How to prove that a function is integratable using the Riemann condition?

Question

Specifically, From reading a some texts, it states that the Riemann condition for showing that the function is integratable is by showing that there is an $\epsilon > 0$ and condition $s \leq f \leq t$ (s and t are step functions below and above f respectively). To prove integrability it is said to then show that $$ \int_{a}^{b}t-\int_{a}^{b}s < \epsilon $$ However, the steps to get this point are somewhat unclear and I am not sure where to start. For example, how do I show that $x^2$ is integratable from $[0, 2]$ using this condition? Is it perhaps possible to show integrability through the $\epsilon-\delta$ definition of continuity? If so, how do I go about doing that? Is there a good intuition to help understand this method? Any help is appreciated.

Answer 1

The intuition is the same as for proving continuity with $\varepsilon-\delta$, i.e. you start of with the scratch work and when you reach the end, you know what you require $\delta$ to be. In the case of integrals, after expanding the difference of the upper sum and lower sum for some partition $P$, you will know how fine the partition needs to be, so that for any given $\varepsilon>0$, you have $U(f,P)-L(f,P)<\varepsilon$ whenever $\lvert P\rvert <\delta$.

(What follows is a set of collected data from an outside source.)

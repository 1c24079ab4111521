use image::DynamicImage;
use serde::{Deserialize, Serialize};

use super::raster::{self, PixelBuffer, ResampleFilter};
use super::score::{self, NormalizedStatistics};
use super::stats::RawStatistics;

/// Raw counts and percentage views of one analysis.
#[derive(Debug, Clone, Copy, PartialEq, Eq, Serialize, Deserialize)]
#[serde(rename_all = "camelCase")]
pub struct Metrics {
    pub color_count: usize,
    /// Luminance variance rounded to the nearest integer.
    pub variance: u64,
    pub edge_count: usize,
    pub color_diversity: u8,
    pub contrast: u8,
    pub edge_complexity: u8,
}

#[derive(Debug, Clone, Copy, PartialEq, Eq, Serialize, Deserialize)]
#[serde(rename_all = "camelCase")]
pub struct ScoreResult {
    pub chaos_level: u8,
    pub metrics: Metrics,
}

/// `round(value * 100)` with halves rounding up.
pub fn percent(value: f64) -> u8 {
    (value * 100.0).round().clamp(0.0, 100.0) as u8
}

impl ScoreResult {
    pub fn assemble(raw: &RawStatistics, normalized: &NormalizedStatistics, chaos_level: u8) -> Self {
        Self {
            chaos_level,
            metrics: Metrics {
                color_count: raw.distinct_color_count,
                variance: raw.luminance_variance.round() as u64,
                edge_count: raw.edge_count,
                color_diversity: percent(normalized.color_diversity),
                contrast: percent(normalized.contrast_level),
                edge_complexity: percent(normalized.edge_density),
            },
        }
    }
}

/// Score an already canonical buffer.
pub fn analyze_buffer(buffer: &PixelBuffer) -> ScoreResult {
    let raw = RawStatistics::compute(buffer);
    let normalized = NormalizedStatistics::from_raw(&raw);
    let level = score::chaos_level(&raw, &normalized);
    ScoreResult::assemble(&raw, &normalized, level)
}

pub fn analyze_with_filter(image: &DynamicImage, filter: ResampleFilter) -> ScoreResult {
    analyze_buffer(&raster::rasterize(image, filter))
}

/// Stretch `image` onto the canonical canvas and score it.
pub fn analyze(image: &DynamicImage) -> ScoreResult {
    analyze_with_filter(image, ResampleFilter::default())
}
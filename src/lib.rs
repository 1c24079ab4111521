pub mod config;
pub mod core;
pub mod intake;
pub mod presentation;

pub use crate::core::{analyze, Metrics, ScoreResult};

For your case of $f(x)=x^2$, note that $f$ is increasing on $[0,2]$, so the supremum of $f$ for any sub-interval is the right endpoint, and the infimum is the left endpoint. When evaluating the difference we get a telescoping sum, which leaves the right-most end point and left-most endpoint, times the length of the subintervals. The proof proceeds as follows:

Let $\varepsilon>0$ be given and let $P$ be a partition of $[0,2]$ into $n$ parts as follows: $0=x_0<x_1<\ldots<x_{n-1}<x_n=2$, where $n$ is the smallest natural number for which $n>8/\varepsilon$. Thus we get $$ U(f,P)-L(f,P)=\sum_{k=1}^n(\sup_{x\in[x_{k-1},x_k]}f(x)-\inf_{x\in[x_{k-1},x_k]}f(x))(x_{k}-x_{k-1}), $$ but this is just $$ (f(2)-f(0))\cdot \frac{2}{n}=\frac{8}{n}<\varepsilon. $$

Note that we were able to get all the way to the last line without knowing how fine the partition actually is.